A Social Justice and Faith Webzine


by Joanna Manning

jaonna manning

My first teaching position in Canada in the late 1970s was in the Social Science Department at Midland Avenue Collegiate in Toronto. Due to a mix-up in the timetabling, two OAC Economics classes had been scheduled back-to-back in the same time slot. One was assigned to the economics expert and the other - well, there’s always a rookie in every department. That rookie was me.

     The only economics I had ever studied in the course of an undergraduate degree in medieval history was the financial chicanery of the medieval papacy. But with determination and a lot of encouragement from my colleague, I set about giving myself a crash course in macro and micro economic theory. Math had been my worst subject in high school. So although the correct answers to economic calculations were given in the teacher’s text, the method of getting from question to answer was not, so I had to work painfully and slowly through each stage with a lot of help from my colleague.

     One of the key economic texts that had just burst upon the public scene at the time was Fritz Schumacher’s Small is Beautiful. I was reminded of this book by a recent article in The Tablet, a Catholic weekly published in England, in which the writer paid tribute to the twenty-fifth anniversary of Schumacher’s publication. I had read Shumacher’s book at the time with great relief, not only because it was accessible to the general reader, but also because Schumacher analyzed the ethical implications of economic systems as well as their efficiency

     He was one of the first to advocate that macro systems can be changed by micro changes in attitude, and that personal choices can make a difference to the working of the whole. The buyer is not hostage to an impersonal system, bereft of all ability to influence the direction of the market. The economic system is servant to humanity, not its master. But unfortunately Schumacher’s "Economics as if people mattered" enjoyed only a brief heyday before it was swallowed up in the free market competitive agenda relentlessly pursued under Reagan and Thatcher in the 1980s.

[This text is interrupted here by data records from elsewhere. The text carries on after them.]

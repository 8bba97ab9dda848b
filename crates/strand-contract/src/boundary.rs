//! Traits for the external collaborators the orchestrator consumes.
//!
//! Only the surface these services present to the core is specified here:
//! classification and completion (LLM), ranked retrieval, and opaque
//! transactional side effects. Implementations live at the edges.

use std::pin::Pin;

use async_trait::async_trait;
use futures::Stream;
use serde_json::Value;
use thiserror::Error;

/// A classification request: pick one of `candidates` given the context.
#[derive(Clone, Debug)]
pub struct ClassifyRequest {
    /// What to decide, in plain language.
    pub instruction: String,
    /// State projection the classifier may look at.
    pub context: Value,
    /// Allowed answers. The classifier must return one of these verbatim.
    pub candidates: Vec<String>,
}

/// A classification result.
#[derive(Clone, Debug, PartialEq, Eq)]
pub struct Classification {
    /// The chosen candidate.
    pub choice: String,
}

/// Classification failure. The router treats this as routing ambiguity,
/// never as a reason to guess a worker.
#[derive(Debug, Error)]
#[error("classification failed: {0}")]
pub struct ClassifyError(pub String);

/// The fallback classification service consulted only when the
/// deterministic rule pass is ambiguous.
#[async_trait]
pub trait RouteClassifier: Send + Sync {
    /// Choose one candidate for the given context.
    async fn classify(&self, request: &ClassifyRequest) -> Result<Classification, ClassifyError>;
}

/// One fragment of a streamed completion.
#[derive(Clone, Debug, PartialEq, Eq)]
pub struct Fragment {
    /// Text content of this fragment.
    pub text: String,
}

/// Completion failure.
#[derive(Debug, Error)]
#[error("completion failed: {0}")]
pub struct CompletionError(pub String);

/// A lazy, finite stream of response fragments. Dropping the stream stops
/// consumption; the underlying call needs no interruption.
pub type FragmentStream = Pin<Box<dyn Stream<Item = Result<Fragment, CompletionError>> + Send>>;

/// An LLM completion service producing partial output as a restartable
/// fragment sequence.
#[async_trait]
pub trait CompletionClient: Send + Sync {
    /// Start a completion for the prompt.
    async fn complete(&self, prompt: &str) -> Result<FragmentStream, CompletionError>;
}

/// A ranked text snippet returned by knowledge retrieval.
#[derive(Clone, Debug, PartialEq)]
pub struct Snippet {
    /// Snippet text.
    pub text: String,
    /// Relevance score, higher is better.
    pub score: f32,
    /// Where the snippet came from, if known.
    pub source: Option<String>,
}

/// Retrieval failure.
#[derive(Debug, Error)]
#[error("retrieval failed: {0}")]
pub struct RetrievalError(pub String);

/// Knowledge-retrieval service returning ranked snippets for a query.
#[async_trait]
pub trait Retriever: Send + Sync {
    /// Return up to `limit` snippets ranked by relevance.
    async fn search(&self, query: &str, limit: usize) -> Result<Vec<Snippet>, RetrievalError>;
}

/// An opaque transactional side effect (payment capture, message
/// delivery) issued by a specific worker.
#[derive(Clone, Debug, PartialEq)]
pub struct EffectCall {
    /// Effect kind, meaningful only to the provider.
    pub kind: String,
    /// Deduplication key. A re-invoked worker re-issues the same key, so
    /// a provider that already completed the call returns the prior
    /// result instead of acting twice.
    pub idempotency_key: String,
    /// Provider-specific payload.
    pub payload: Value,
}

impl EffectCall {
    /// Build an effect call with an explicit idempotency key.
    pub fn new(
        kind: impl Into<String>,
        idempotency_key: impl Into<String>,
        payload: Value,
    ) -> Self {
        Self {
            kind: kind.into(),
            idempotency_key: idempotency_key.into(),
            payload,
        }
    }
}

/// Result of a side-effect call.
#[derive(Clone, Debug, PartialEq)]
pub enum EffectOutcome {
    /// The effect completed synchronously.
    Completed(Value),
    /// The effect is in flight; a later external event carrying `ref_id`
    /// resumes the thread. The worker returns a pending delta immediately
    /// rather than blocking on this.
    Pending { ref_id: String },
}

/// Side-effect failure, split the same way worker failures are.
#[derive(Debug, Error)]
pub enum EffectError {
    /// Safe to retry with the same idempotency key.
    #[error("transient effect failure: {0}")]
    Transient(String),

    /// The provider rejected the call.
    #[error("permanent effect failure: {0}")]
    Permanent(String),
}

/// Transactional side-effect API, treated as opaque by the core.
#[async_trait]
pub trait SideEffect: Send + Sync {
    /// Execute or resume an effect call.
    async fn execute(&self, call: &EffectCall) -> Result<EffectOutcome, EffectError>;
}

     Now, some 30 years later, the ecological and humanitarian havoc wrought by the so-called "free" market is evident even to its proponents. The seed planted by Schumacher’s "small is beautiful" may yet bear fruit in new initiatives. The recent Johannesburg Summit on the Environment made the wide world aware of the importance of "sustainable development." Sustainable development for the poorer majority of the world’s population and its eco-system, will only work if the richer minority adopts micro and macro changes in consumption patterns. Sustainable development for the two-thirds world means changes in unsustainable consumption for the rest of us - a back to the basics of "small is beautiful."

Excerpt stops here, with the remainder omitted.